The families had built a bonfire in the middle of the village. When he and Norma had stolen off back to the house, they were already gathering sticks for it. Andrew objected—he wanted to examine Loo’s body before they cremated it. But Hank had insisted the fi
re was not to burn poor Loo.
“We ain’t to burn the Mother,” he said, as though that explained everything.
And before Andrew could say anything else, Norma whispered to him: “Don’t fight him. You got wounds to tend, Doctor.”
Now the fire was roaring, billowing smoke into the pines, over the roofs of the other shacks up here. The forest was filled with the sound of it crackling, of it whistling.
“They’re fightin’ it best they can,” said Norma. “Smoke distracts them. But . . . it’s goin’ to be a hard fight. They could be headin’ to the hill, before too long. Worshipping.” She said the word the way other old women might say “fornicating.”
Andrew shook his head. “I thought you folk didn’t care for God and priests.”
“Faerie King’s changing ’em. Working ’em.”
“Why are they like that and you all are free?”
“I’m older,” said Norma. “They’re younger. They’re all more one family then I am.”
Andrew nodded. Norma was older—in terms of her own germ plasm, she was a generation or two removed from most of these others.
“And the Juke does best in a family.”
She shrugged. “If I let it, over time it’ll get to me too.”
“I met one of those things, you know,” he said. “At the hanging tree.”
She didn’t say anything—just squinted at the smoke coming up.

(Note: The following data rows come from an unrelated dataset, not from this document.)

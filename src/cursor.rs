//! Selection Cursor.
//!
//! Tracks the `(category, template)` position of the picker's keyboard
//! selection against a built [`TemplateIndex`]. Navigation wraps at every
//! boundary; moving between categories preserves the template position and
//! clamps it to the destination category's last entry. All operations are
//! no-ops against an empty index, and the cursor is reset to the first
//! template of the first category whenever the index is rebuilt.

use crate::index::{TemplateIndex, TemplateRef};

#[derive(Debug, Clone, Copy, PartialEq, Eq)]
pub enum Direction {
    Forward,
    Backward,
}

#[derive(Debug, Clone, Copy, Default, PartialEq, Eq)]
pub struct SelectionCursor {
    category: usize,
    template: usize,
}

impl SelectionCursor {
    pub fn new() -> Self {
        Self::default()
    }

    pub fn reset(&mut self) {
        *self = Self::default();
    }

    pub fn position(&self) -> (usize, usize) {
        (self.category, self.template)
    }

    /// The template the cursor points at, if the index is non-empty.
    pub fn current<'a>(&self, index: &'a TemplateIndex) -> Option<&'a TemplateRef> {
        index.template_at(self.category, self.template)
    }

    /// Moves to the adjacent category, wrapping modulo the category count.
    pub fn navigate_category(&mut self, index: &TemplateIndex, direction: Direction) {
        let count = index.categories().len();
        if count == 0 {
            return;
        }
        self.category = match direction {
            Direction::Forward => (self.category + 1) % count,
            Direction::Backward => (self.category + count - 1) % count,
        };
        let len = index
            .category(self.category)
            .map(|group| group.templates.len())
            .unwrap_or(0);
        self.template = self.template.min(len.saturating_sub(1));
    }

    /// Moves within the current category; crossing a boundary continues
    /// into the adjacent category's first or last template.
    pub fn navigate_within_category(&mut self, index: &TemplateIndex, direction: Direction) {
        let count = index.categories().len();
        if count == 0 || index.total_templates() == 0 {
            return;
        }
        let len = index
            .category(self.category)
            .map(|group| group.templates.len())
            .unwrap_or(0);
        match direction {
            Direction::Forward => {
                if self.template + 1 < len {
                    self.template += 1;
                } else {
                    self.category = (self.category + 1) % count;
                    self.template = 0;
                }
            }
            Direction::Backward => {
                if self.template > 0 {
                    self.template -= 1;
                } else {
                    self.category = (self.category + count - 1) % count;
                    self.template = index
                        .category(self.category)
                        .map(|group| group.templates.len())
                        .unwrap_or(1)
                        .saturating_sub(1);
                }
            }
        }
    }

    /// Explicit set, used on pointer interaction. Returns `false` when the
    /// path is not in the current listing.
    pub fn select(&mut self, index: &TemplateIndex, path: &str) -> bool {
        match index.position_of(path) {
            Some((category, template)) => {
                self.category = category;
                self.template = template;
                true
            }
            None => false,
        }
    }
}
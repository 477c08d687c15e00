//! Install-level configuration.
//!
//! Stored as TOML at:
//!   %APPDATA%/Notestencil/config/config.toml on Windows
//!   $XDG_DATA_HOME/Notestencil/config/config.toml on Linux
//!   ~/Library/Application Support/Notestencil/config/config.toml on macOS
//!
//! Tracks the vault that was active when the app last shut down so the CLI
//! entry points can reopen it. Per-vault settings live inside the vault
//! itself (see [`crate::settings`]); this file holds only install state.

use anyhow::{Context, Result};
use directories::BaseDirs;
use serde::{Deserialize, Serialize};
use std::env;
use std::fs;
use std::path::PathBuf;

pub const CONFIG_FILE_NAME: &str = "config.toml";

/// Root configuration persisted per installation.
#[derive(Debug, Clone, Serialize, Deserialize, Default)]
pub struct AppConfig {
    /// Vault directory that was active when the app last shut down.
    pub active_vault: Option<PathBuf>,
}

/// Returns the root directory where notestencil stores install data.
///
/// Order of precedence:
/// 1. `NOTESTENCIL_HOME` environment variable.
/// 2. OS-specific data directory via `directories::BaseDirs`.
pub fn workspace_root() -> Result<PathBuf> {
    if let Ok(path) = env::var("NOTESTENCIL_HOME") {
        return Ok(PathBuf::from(path));
    }
    let base_dirs = BaseDirs::new().context("Unable to determine OS data directory")?;
    Ok(base_dirs.data_dir().join("Notestencil"))
}

pub fn config_dir() -> Result<PathBuf> {
    Ok(workspace_root()?.join("config"))
}

pub fn config_file_path() -> Result<PathBuf> {
    Ok(config_dir()?.join(CONFIG_FILE_NAME))
}

/// Loads the configuration from disk or returns defaults.
pub fn load_or_default() -> Result<AppConfig> {
    let path = config_file_path()?;
    if path.exists() {
        let data = fs::read_to_string(&path)
            .with_context(|| format!("Failed to read config file {:?}", path))?;
        let cfg: AppConfig = toml::from_str(&data)
            .with_context(|| format!("Failed to parse config file {:?}", path))?;
        Ok(cfg)
    } else {
        Ok(AppConfig::default())
    }
}

/// Persists the configuration to disk.
pub fn save(config: &AppConfig) -> Result<()> {
    let dir = config_dir()?;
    fs::create_dir_all(&dir)?;
    let path = config_file_path()?;
    let data = toml::to_string_pretty(config)?;
    fs::write(&path, data)?;
    Ok(())
}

Andrew thought back, to that small face he’d seen for a moment, the thing crouched on his chest. He thought about the creature that had gone after Jason in the quarantine. The quarantine where Dr. Bergstrom had hidden away his own Faerie King, the strange hermaphrodite Mister Juke. Hidden away, like, Andrew thought now, some secret, mystical treasure. A treasure that he would not let an outsider—an infidel—a nigger—like Andrew Waggoner lay eyes upon.
“If they fail . . . They’re going to want the baby Juke,” said Andrew. “Aren’t they?”
“They think you’re carin’ for it,” said Norma. “That’s the only reason they’re leavin’ you alone. Soon, I’ll be able to help them. But soon ain’t now.”
He let the door close slowly and turned to look at her. “You have a pretty good idea about how this goes. Norma, have you seen this happen before?”
She looked back at the jar. From inside, the thing might have been peering out. She nodded slowly.
Andrew took another stab in the dark. “Feeger,” he said. “That doesn’t mean feeble, does it?”
Norma shook her head. “It don’t mean feeble,” she said. “It’s a name—a family, lived here as long as us.”
“And Hank doesn’t want to ‘turn Feeger.’ That means—this family, they fell into the thrall?”
“We should kill that thing,” said Norma, stepping toward it and staring at it. “Cover its air-holes and let it smother.”
§
Andrew kept Norma clear of the jar, but he wasn’t trying save the thing’s life. He was being a scientist, he told himself: staying near, watching it through the glass, wishing again he had something to write on to record his observations. Because damnation, they were inconstant.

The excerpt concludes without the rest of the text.